16 millions d’euros dans le vide ? L’opposition accuse la maire sortante d’un gaspillage municipal à Bourg-lès-Valence

À l’approche des élections municipales de 2026, une nouvelle ère s’ouvre à Bourg-lès-Valence, quatrième commune du département de la Drôme. Alors que les électeurs attendent ce dimanche pour déterminer leur futur maire, un conflit brûlant se déclare entre Marlène Mourier, élue sortante (DVD), et Wilfrid Pailhès, candidat de gauche (DVG).

L’opposition met en avant les dépenses excessives du mandat écoulé, pointant notamment le projet Girodet : une île-parc coûtant 16 millions d’euros, dont plus de 10 millions provenant directement de la commune. « Ce projet a été perturbé par des événements mondiaux comme la guerre en Ukraine et le confinement », explique Marlène Mourier pour justifier les surcoûts, tandis que Wilfrid Pailhès dénonce un déséquilibre budgétaire : « Ces fonds ne servent qu’à un quartier, alors que d’autres zones font l’objet de négligence ».

Selon une étude menée par son équipe, 76 % des habitants estiment que la dépense est inappropriée. Mais si le projet suscite des divisions, il n’est pas le premier enjeu des citoyens : les infrastructures routières et l’éclairage public occupent davantage d’espace dans leurs préoccupations quotidiennes.

L’année dernière a également marqué un retard dans la mise en place du centre de santé départemental, lancé dès 2012. « Dix ans de déphasage », résume Wilfrid Pailhès. La maire sortante affirme quant à elle qu’elle s’efforce d’accélérer le processus.
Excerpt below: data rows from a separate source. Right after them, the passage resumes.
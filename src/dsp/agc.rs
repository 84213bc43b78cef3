use crate::clamp_sample_rate;
use crate::dsp::control::{clamp, AGC_LEVEL_DEFAULT, AGC_LEVEL_MAX, AGC_LEVEL_MIN};

/*
Automatic Gain Control
======================

The resonators can ring far louder than their inputs: a lightly damped mesh
or a high-decay tube accumulates energy. The AGC keeps the output at or
below a ceiling ("level") without the host having to ride the volume.

Vocabulary
----------

  level       The ceiling, in normalized units. 1.0 corresponds to 5 V at
              the host, 2.0 to 10 V.

  follower    The envelope, expressed as a ratio to the ceiling. 1.0 means
              "at or below the ceiling, no gain reduction". 2.0 means the
              signal peaks at twice the ceiling and is being halved.

  distortion  How hard the AGC is working, in dB: 20 × log10(follower).
              Zero when not limiting.


Attack and Release
------------------

  attack   Immediate. When the instantaneous peak exceeds follower × level
           the follower jumps to peak / level in the same sample, so the
           output can never exceed the ceiling.

  release  Exponential with a 100 ms half-life back toward max(1, ratio).
           Slow enough that a sustained tone does not pump.

    follower
      2.0 ┤    ┌╮
          │    │ ╲___
          │    │     ╲____
      1.0 ┼────┘          ╲_________
          └──────────────────────────→ time
            loud burst   release

Once the follower is within a hair of 1.0 it snaps to exactly 1.0 so the
distortion indicator goes fully dark.

Both channels of a stereo pair share one follower, so limiting never
shifts the stereo image.
*/

/// Release half-life in seconds.
pub const AGC_RELEASE_HALF_LIFE: f32 = 0.1;

const FOLLOWER_SNAP: f32 = 1.0e-4;

#[derive(Debug, Clone)]
pub struct AutomaticGainControl {
    enabled: bool,
    level: f32,
    sample_rate: f32,
    release: f32,
    follower: f32,
}

impl AutomaticGainControl {
    pub fn new(level: f32, sample_rate: f32) -> Self {
        let sample_rate = clamp_sample_rate(sample_rate);
        Self {
            enabled: true,
            level: clamp(level, AGC_LEVEL_MIN, AGC_LEVEL_MAX),
            sample_rate,
            release: Self::release_coefficient(sample_rate),
            follower: 1.0,
        }
    }

    #[inline]
    fn release_coefficient(sample_rate: f32) -> f32 {
        0.5f32.powf(1.0 / (sample_rate * AGC_RELEASE_HALF_LIFE))
    }

    /// Set the peak ceiling, clamped to [1, 2].
    pub fn set_level(&mut self, level: f32) {
        self.level = clamp(level, AGC_LEVEL_MIN, AGC_LEVEL_MAX);
    }

    pub fn level(&self) -> f32 {
        self.level
    }

    /// Disabling also clears the envelope, so re-enabling starts clean.
    pub fn set_enabled(&mut self, enabled: bool) {
        if self.enabled != enabled {
            self.enabled = enabled;
            self.follower = 1.0;
        }
    }

    pub fn is_enabled(&self) -> bool {
        self.enabled
    }

    pub fn set_sample_rate(&mut self, sample_rate: f32) {
        let sample_rate = clamp_sample_rate(sample_rate);
        if sample_rate != self.sample_rate {
            self.sample_rate = sample_rate;
            self.release = Self::release_coefficient(sample_rate);
        }
    }

    /// Current compression in dB; zero when disabled or not limiting.
    pub fn distortion(&self) -> f32 {
        if self.enabled && self.follower > 1.0 {
            20.0 * self.follower.log10()
        } else {
            0.0
        }
    }

    #[inline]
    fn track(&mut self, peak: f32) -> f32 {
        let ratio = peak / self.level;
        if ratio > self.follower {
            self.follower = ratio;
        } else {
            let target = ratio.max(1.0);
            self.follower = self.release * (self.follower - target) + target;
            if self.follower < 1.0 + FOLLOWER_SNAP {
                self.follower = 1.0;
            }
        }
        self.follower
    }

    /// Limit a single sample.
    #[inline]
    pub fn apply(&mut self, sample: f32) -> f32 {
        if !self.enabled {
            return sample;
        }
        let follower = self.track(sample.abs());
        sample / follower
    }

    /// Limit a stereo pair with a shared envelope.
    #[inline]
    pub fn apply_stereo(&mut self, left: f32, right: f32) -> (f32, f32) {
        if !self.enabled {
            return (left, right);
        }
        let follower = self.track(left.abs().max(right.abs()));
        (left / follower, right / follower)
    }

    pub fn reset(&mut self) {
        self.follower = 1.0;
    }
}

impl Default for AutomaticGainControl {
    fn default() -> Self {
        Self::new(AGC_LEVEL_DEFAULT, 48_000.0)
    }
}

#[cfg(test)]
mod tests {
    use super::*;
    use std::f32::consts::TAU;

    #[test]
    fn test_disabled_is_identity() {
        let mut agc = AutomaticGainControl::default();
        agc.set_enabled(false);
        for &x in &[0.0, 0.3, -0.9, 1.5, -7.0, 100.0] {
            assert_eq!(agc.apply(x), x);
            assert_eq!(agc.apply_stereo(x, -x), (x, -x));
        }
        assert_eq!(agc.distortion(), 0.0);
    }

    #[test]
    fn test_quiet_signal_is_untouched() {
        let mut agc = AutomaticGainControl::default();
        for n in 0..1_000 {
            let x = 0.5 * (TAU * 220.0 * n as f32 / 48_000.0).sin();
            assert_eq!(agc.apply(x), x);
        }
        assert_eq!(agc.distortion(), 0.0);
    }

    #[test]
    fn test_sustained_overload_is_limited() {
        let rate = 48_000.0;
        let mut agc = AutomaticGainControl::new(1.0, rate);
        let mut peak = 0.0f32;
        for n in 0..(rate as usize) {
            let x = 3.0 * (TAU * 440.0 * n as f32 / rate).sin();
            let y = agc.apply(x);
            if n > (rate as usize) / 2 {
                peak = peak.max(y.abs());
            }
        }
        assert!(agc.distortion() > 0.0);
        assert!(peak <= 1.0 + 1e-4, "output peak {peak} exceeds ceiling");
        assert!(peak > 0.9, "limiter over-compresses: {peak}");
    }

    #[test]
    fn test_distortion_reports_decibels() {
        let mut agc = AutomaticGainControl::new(1.0, 48_000.0);
        agc.apply(2.0);
        assert!((agc.distortion() - 6.0206).abs() < 0.01);
    }

    #[test]
    fn test_release_returns_to_zero_distortion() {
        let rate = 48_000.0;
        let mut agc = AutomaticGainControl::new(1.0, rate);
        agc.apply(4.0);
        assert!(agc.distortion() > 0.0);
        for _ in 0..(rate as usize * 3) {
            agc.apply(0.0);
        }
        assert_eq!(agc.distortion(), 0.0);
    }

    #[test]
    fn test_level_raises_ceiling() {
        let mut agc = AutomaticGainControl::new(2.0, 48_000.0);
        assert_eq!(agc.apply(1.5), 1.5);
        assert_eq!(agc.apply(3.0), 2.0);
        agc.set_level(9.0);
        assert_eq!(agc.level(), AGC_LEVEL_MAX);
    }

    #[test]
    fn test_stereo_shares_envelope() {
        let mut agc = AutomaticGainControl::new(1.0, 48_000.0);
        let (l, r) = agc.apply_stereo(2.0, 0.5);
        assert!((l - 1.0).abs() < 1e-6);
        assert!((r - 0.25).abs() < 1e-6);
    }
}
Sur le plan de la sécurité municipale, le dilemme persiste. La ville est la seule du département sans adjoint dédié à ce secteur, un point évoqué par les deux candidats comme une preuve d’inefficacité administrative. « Il faut recruter des policiers et étendre les horaires d’intervention », promet Marlène Mourier, tandis que Wilfrid Pailhès souligne le manque de coordination.

Un rapport de la chambre régionale des comptes (2024) a également révélé des écarts dans la gestion des données personnelles. « Les fichiers ont été supprimés conformément aux directives », précise Marlène Mourier, mais l’opposition reste sceptique face à cette solution.

Au-delà des questions locales, le conflit reflète une tension plus large : comment équilibrer les projets ambitieux avec les besoins immédiats de la population ? Les électeurs de Bourg-lès-Valence semblent se diviser entre l’ambition et la réalité.